Required action -> Search term "full": copy each line of the records that contains it.

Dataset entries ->
——

//! Parsing of netdata response bodies.

use serde::Deserialize;

use crate::{AlarmMap, ClientError, MetricsMap};

/// Top-level shape of the `alarms` endpoint response.
#[derive(Debug, Deserialize)]
struct AlarmsResponse {
    alarms: AlarmMap,
}

/// Parse an `allmetrics` body into series keyed by id.
///
/// Every series must carry `units` and `dimensions`; anything else in the
/// body is ignored.
pub fn parse_metrics(body: &str) -> Result<MetricsMap, ClientError> {
    Ok(serde_json::from_str(body)?)
}

/// Parse an `alarms` body into entries keyed by alarm name.
///
/// The body must be an object with an `alarms` key.
pub fn parse_alarms(body: &str) -> Result<AlarmMap, ClientError> {
    let response: AlarmsResponse = serde_json::from_str(body)?;
    Ok(response.alarms)
}
//! Producer/consumer picture handoff between codecs and the GPU.
//!
//! [`Surface`] is the window a render context draws into and an encoder
//! consumes from. [`SurfaceTexture`] is the slot a decoder renders into and
//! a GPU texture latches from. Both are cheap handles around shared state.

use std::collections::VecDeque;
use std::sync::{Arc, Mutex, MutexGuard};

use duocam_common::{DuocamError, DuocamResult};

use crate::frame::VideoFrame;

/// Frames a surface holds before the consumer must catch up.
pub const DEFAULT_SURFACE_CAPACITY: usize = 4;

#[derive(Debug, Default)]
struct SurfaceState {
    frames: VecDeque<VideoFrame>,
    input_closed: bool,
    released: bool,
    queued_total: u64,
}

#[derive(Debug)]
struct SurfaceShared {
    width: u32,
    height: u32,
    capacity: usize,
    state: Mutex<SurfaceState>,
}

/// Bounded frame queue. The producer calls [`Surface::queue_frame`], the
/// consumer calls [`Surface::acquire_frame`].
#[derive(Debug, Clone)]
pub struct Surface {
    shared: Arc<SurfaceShared>,
}

impl Surface {
    pub fn new(width: u32, height: u32) -> Self {
        Self::with_capacity(width, height, DEFAULT_SURFACE_CAPACITY)
    }

    pub fn with_capacity(width: u32, height: u32, capacity: usize) -> Self {
        Self {
            shared: Arc::new(SurfaceShared {
                width,
                height,
                capacity: capacity.max(1),
                state: Mutex::new(SurfaceState::default()),
            }),
        }
    }

    fn state(&self) -> MutexGuard<'_, SurfaceState> {
        self.shared
            .state
            .lock()
            .unwrap_or_else(|poisoned| poisoned.into_inner())
    }

    pub fn size(&self) -> (u32, u32) {
        (self.shared.width, self.shared.height)
    }

    /// Hand a finished picture to the consumer. Fails once input has been
    /// closed, after release, on a size mismatch, or when the queue is full.
    pub fn queue_frame(&self, frame: VideoFrame) -> DuocamResult<()> {
        if (frame.width, frame.height) != self.size() {
            return Err(DuocamError::gpu(format!(
                "frame {}x{} does not match surface {}x{}",
                frame.width, frame.height, self.shared.width, self.shared.height
            )));
        }
        let mut state = self.state();
        if state.released {
            return Err(DuocamError::gpu("surface has been released"));
        }
        if state.input_closed {
            return Err(DuocamError::gpu(
                "surface input is closed (end of stream already signalled)",
            ));
        }
        if state.frames.len() >= self.shared.capacity {
            return Err(DuocamError::gpu(format!(
                "surface queue full ({} frames pending)",
                state.frames.len()
            )));
        }
        state.frames.push_back(frame);
        state.queued_total += 1;
        Ok(())
    }

    pub fn acquire_frame(&self) -> Option<VideoFrame> {
        self.state().frames.pop_front()
    }

    pub fn pending(&self) -> usize {
        self.state().frames.len()
    }

    /// Total frames ever queued.
    pub fn queued_total(&self) -> u64 {
        self.state().queued_total
    }

    /// Mark end of input; later `queue_frame` calls fail.
    pub fn close_input(&self) {
        self.state().input_closed = true;
    }

    pub fn is_input_closed(&self) -> bool {
        self.state().input_closed
    }

    /// Drop pending frames and refuse further input.
    pub fn release(&self) {
        let mut state = self.state();
        state.released = true;
        state.frames.clear();
    }

    pub fn is_released(&self) -> bool {
        self.state().released
    }

    /// Whether two handles refer to the same surface.
    pub fn same_as(&self, other: &Surface) -> bool {
        Arc::ptr_eq(&self.shared, &other.shared)
    }
}

#[derive(Debug, Default)]
struct TextureSlot {
    latest: Option<VideoFrame>,
    posted: u64,
    dropped: u64,
    released: bool,
}

/// Latest-frame slot a decoder renders into. Posting replaces any frame
/// that has not been latched yet.
#[derive(Debug, Clone, Default)]
pub struct SurfaceTexture {
    slot: Arc<Mutex<TextureSlot>>,
}

impl SurfaceTexture {
    pub fn new() -> Self {
        Self::default()
    }

    fn slot(&self) -> MutexGuard<'_, TextureSlot> {
        self.slot
            .lock()
            .unwrap_or_else(|poisoned| poisoned.into_inner())
    }

    /// Publish a decoded picture. Ignored after release.
    pub fn post(&self, frame: VideoFrame) {
        let mut slot = self.slot();
        if slot.released {
            return;
        }
        if slot.latest.replace(frame).is_some() {
            slot.dropped += 1;
        }
        slot.posted += 1;
    }

    /// Take the newest unlatched picture.
    pub fn take_latest(&self) -> Option<VideoFrame> {
        self.slot().latest.take()
    }

    pub fn frame_available(&self) -> bool {
        self.slot().latest.is_some()
    }

    pub fn frames_posted(&self) -> u64 {
        self.slot().posted
    }

    /// Frames overwritten before anyone latched them.
    pub fn frames_dropped(&self) -> u64 {
        self.slot().dropped
    }

    pub fn release(&self) {
        let mut slot = self.slot();
        slot.released = true;
        slot.latest = None;
    }

    pub fn is_released(&self) -> bool {
        self.slot().released
    }
}

#[cfg(test)]
mod tests {
    use super::*;

    #[test]
    fn test_queue_and_acquire_in_order() {
        let surface = Surface::new(2, 2);
        surface.queue_frame(VideoFrame::filled(2, 2, 1, [0; 4])).unwrap();
        surface.queue_frame(VideoFrame::filled(2, 2, 2, [0; 4])).unwrap();
        assert_eq!(surface.pending(), 2);
        assert_eq!(surface.acquire_frame().unwrap().pts_us, 1);
        assert_eq!(surface.acquire_frame().unwrap().pts_us, 2);
        assert!(surface.acquire_frame().is_none());
        assert_eq!(surface.queued_total(), 2);
    }

    #[test]
    fn test_closed_surface_rejects_frames() {
        let surface = Surface::new(2, 2);
        let consumer = surface.clone();
        consumer.close_input();
        assert!(surface.is_input_closed());
        assert!(surface
            .queue_frame(VideoFrame::filled(2, 2, 0, [0; 4]))
            .is_err());
    }

    #[test]
    fn test_size_mismatch_and_capacity() {
        let surface = Surface::with_capacity(2, 2, 1);
        assert!(surface
            .queue_frame(VideoFrame::filled(4, 2, 0, [0; 4]))
            .is_err());
        surface.queue_frame(VideoFrame::filled(2, 2, 0, [0; 4])).unwrap();
        assert!(surface
            .queue_frame(VideoFrame::filled(2, 2, 1, [0; 4]))
            .is_err());
    }

    #[test]
    fn test_texture_slot_keeps_latest() {
        let texture = SurfaceTexture::new();
        texture.post(VideoFrame::filled(1, 1, 10, [0; 4]));
        texture.post(VideoFrame::filled(1, 1, 20, [0; 4]));
        assert_eq!(texture.frames_posted(), 2);
        assert_eq!(texture.frames_dropped(), 1);
        assert_eq!(texture.take_latest().unwrap().pts_us, 20);
        assert!(!texture.frame_available());

        texture.release();
        texture.post(VideoFrame::filled(1, 1, 30, [0; 4]));
        assert!(texture.take_latest().is_none());
    }
}
//! Decoded picture container.

use duocam_common::{DuocamError, DuocamResult};

/// An RGBA8 picture, rows stored top to bottom.
#[derive(Debug, Clone, PartialEq, Eq)]
pub struct VideoFrame {
    pub width: u32,
    pub height: u32,
    pub pts_us: i64,
    pub data: Vec<u8>,
}

impl VideoFrame {
    pub fn new(width: u32, height: u32, pts_us: i64, data: Vec<u8>) -> DuocamResult<Self> {
        let expected = Self::byte_len(width, height);
        if data.len() != expected {
            return Err(DuocamError::codec(format!(
                "frame {width}x{height} needs {expected} bytes, got {}",
                data.len()
            )));
        }
        Ok(Self {
            width,
            height,
            pts_us,
            data,
        })
    }

    /// A frame where every pixel has the same colour.
    pub fn filled(width: u32, height: u32, pts_us: i64, rgba: [u8; 4]) -> Self {
        let data = rgba
            .iter()
            .copied()
            .cycle()
            .take(Self::byte_len(width, height))
            .collect();
        Self {
            width,
            height,
            pts_us,
            data,
        }
    }

    pub fn byte_len(width: u32, height: u32) -> usize {
        width as usize * height as usize * 4
    }

    pub fn stride(&self) -> usize {
        self.width as usize * 4
    }

    /// Pixel at `(x, y)` where `y = 0` is the top row.
    pub fn pixel(&self, x: u32, y: u32) -> [u8; 4] {
        let i = y as usize * self.stride() + x as usize * 4;
        [
            self.data[i],
            self.data[i + 1],
            self.data[i + 2],
            self.data[i + 3],
        ]
    }

    pub fn set_pixel(&mut self, x: u32, y: u32, rgba: [u8; 4]) {
        let i = y as usize * self.stride() + x as usize * 4;
        self.data[i..i + 4].copy_from_slice(&rgba);
    }
}
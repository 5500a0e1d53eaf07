//! DuoCam codec core contracts.
//!
//! Backend-neutral types shared by the merge engine and the codec/GPU
//! backends: track formats, the codec buffer protocol, decoded pictures,
//! producer/consumer surfaces, session accounting, and the codec and GPU
//! traits themselves.

pub mod buffer;
pub mod codec;
pub mod format;
pub mod frame;
pub mod gpu;
pub mod resources;
pub mod surface;

pub use buffer::{BufferFlags, BufferInfo, OutputEvent};
pub use codec::{CodecFactory, MediaExtractor, MediaMuxer, VideoDecoder, VideoEncoder};
pub use format::{ContainerFormat, MediaFormat, MIME_AAC, MIME_AVC, MIME_RAW_AUDIO, MIME_RAW_VIDEO};
pub use frame::VideoFrame;
pub use gpu::{
    ConfigAttribs, ConfigId, ContextId, DisplayId, GpuDevice, GpuObjectCounts, Primitive,
    ProgramId, ShaderId, ShaderStage, SurfaceId, TextureFilter, TextureId, TextureParam,
    TextureTarget, TextureWrap, UniformLocation,
};
pub use resources::{ResourceGuard, ResourceKind, ResourceLedger, ResourceSnapshot};
pub use surface::{Surface, SurfaceTexture, DEFAULT_SURFACE_CAPACITY};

——

Solution ->
    /// closed, after release, on a size mismatch, or when the queue is full.
                "surface queue full ({} frames pending)",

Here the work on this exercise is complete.